- ASSIGNMENT: Everything in the data below is left aside except the lines from the one containing "pub fn from_uuid(value: Uuid)" through the one containing "impl fmt::Display for"; repeat those exactly.

- THE DATA:

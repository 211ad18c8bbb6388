use std::sync::Arc;

use async_trait::async_trait;

use crate::access_control::{
    domain::{
        model::{
            enums::access_control_domain_error::AccessControlDomainError,
            queries::evaluate_permission_query::EvaluatePermissionQuery,
        },
        services::access_control_query_service::AccessControlQueryService,
    },
    interfaces::acl::access_control_facade::{
        AccessControlFacade, AccessControlPermissionDecision, AccessControlPermissionRequest,
    },
};

pub struct AccessControlFacadeImpl {
    query_service: Arc<dyn AccessControlQueryService>,
}

impl AccessControlFacadeImpl {
    pub fn new(query_service: Arc<dyn AccessControlQueryService>) -> Self {
        Self { query_service }
    }
}

#[async_trait]
impl AccessControlFacade for AccessControlFacadeImpl {
    async fn check_permission(
        &self,
        request: AccessControlPermissionRequest,
    ) -> Result<AccessControlPermissionDecision, AccessControlDomainError> {
        let query = EvaluatePermissionQuery::new(
            request.principal,
            request.action,
            request.ownership,
            request.request_id,
        );

        let result = self.query_service.handle_evaluate_permission(query).await?;

        Ok(AccessControlPermissionDecision {
            allowed: result.allowed(),
            reason: result.reason,
        })
    }
}
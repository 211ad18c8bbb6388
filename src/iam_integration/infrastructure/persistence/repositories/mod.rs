pub mod postgres;
pub mod principal_directory_repository;
use serde::{Deserialize, Serialize};
use utoipa::ToSchema;
use validator::Validate;

#[derive(Debug, Clone, Deserialize, Serialize, Validate, ToSchema)]
pub struct DecideBudgetRequestResource {
    #[schema(example = "APPROVED")]
    pub decision: String,

    #[validate(length(max = 2000))]
    pub remarks: String,
}

#[derive(Debug, Clone, Default, Deserialize, Serialize, Validate, ToSchema)]
pub struct ResubmitBudgetRequestResource {
    #[validate(length(max = 1000))]
    pub note: Option<String>,
}
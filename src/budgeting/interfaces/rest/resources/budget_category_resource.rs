use serde::{Deserialize, Serialize};
use utoipa::ToSchema;

use crate::budgeting::domain::model::entities::budget_category::BudgetCategory;

#[derive(Debug, Clone, Deserialize, Serialize, ToSchema)]
pub struct BudgetCategoryResource {
    pub id: String,
    pub name: String,
    pub description: Option<String>,
    pub display_order: i32,
}

impl From<BudgetCategory> for BudgetCategoryResource {
    fn from(category: BudgetCategory) -> Self {
        Self {
            id: category.id().to_string(),
            name: category.name().to_string(),
            description: category.description().map(str::to_string),
            display_order: category.display_order(),
        }
    }
}
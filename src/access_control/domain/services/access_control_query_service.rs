use async_trait::async_trait;

use crate::access_control::domain::model::{
    enums::{access_control_domain_error::AccessControlDomainError, permission_effect::PermissionEffect},
    queries::evaluate_permission_query::EvaluatePermissionQuery,
};

#[derive(Clone, Debug, Eq, PartialEq)]
pub struct AuthorizationDecisionResult {
    pub effect: PermissionEffect,
    pub reason: String,
}

impl AuthorizationDecisionResult {
    pub fn allow(reason: impl Into<String>) -> Self {
        Self {
            effect: PermissionEffect::Allow,
            reason: reason.into(),
        }
    }

    pub fn deny(reason: impl Into<String>) -> Self {
        Self {
            effect: PermissionEffect::Deny,
            reason: reason.into(),
        }
    }

    pub fn allowed(&self) -> bool {
        self.effect.is_allow()
    }
}

#[async_trait]
pub trait AccessControlQueryService: Send + Sync {
    async fn handle_evaluate_permission(
        &self,
        query: EvaluatePermissionQuery,
    ) -> Result<AuthorizationDecisionResult, AccessControlDomainError>;
}
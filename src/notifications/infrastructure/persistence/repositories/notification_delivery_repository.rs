use async_trait::async_trait;

use crate::{
    notifications::domain::model::value_objects::notification_intent::NotificationIntent,
    shared::domain::model::enums::workflow_domain_error::WorkflowDomainError,
};

#[async_trait]
pub trait NotificationDeliveryRepository: Send + Sync {
    /// Stores the intent in the recipient's inbox. Redelivering an intent that
    /// was already stored is a no-op, and inactive recipients are skipped.
    async fn deliver(&self, intent: &NotificationIntent) -> Result<(), WorkflowDomainError>;
}
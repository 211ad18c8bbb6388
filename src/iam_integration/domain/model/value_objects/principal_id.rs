use std::fmt;

use uuid::Uuid;

#[derive(Clone, Copy, Debug, Eq, PartialEq, Hash)]
pub struct PrincipalId(Uuid);

impl PrincipalId {
    pub fn new(value: &str) -> Result<Self, String> {
        let parsed = Uuid::parse_str(value.trim())
            .map_err(|_| "principal id must be a valid UUID".to_string())?;
        Ok(Self(parsed))
    }

    pub fn from_uuid(value: Uuid) -> Self {
        Self(value)
    }

    pub fn value(&self) -> Uuid {
        self.0
    }

    pub fn as_string(&self) -> String {
        self.0.to_string()
    }
}

impl fmt::Display for PrincipalId {
    fn fmt(&self, f: &mut fmt::Formatter<'_>) -> fmt::Result {
        self.0.fmt(f)
    }
}
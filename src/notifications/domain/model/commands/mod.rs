pub mod mark_all_notifications_read_command;
pub mod mark_notification_read_command;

- WRITTEN RESPONSE:
    pub fn from_uuid(value: Uuid) -> Self {
        Self(value)
    }

    pub fn value(&self) -> Uuid {
        self.0
    }

    pub fn as_string(&self) -> String {
        self.0.to_string()
    }
}

impl fmt::Display for PrincipalId {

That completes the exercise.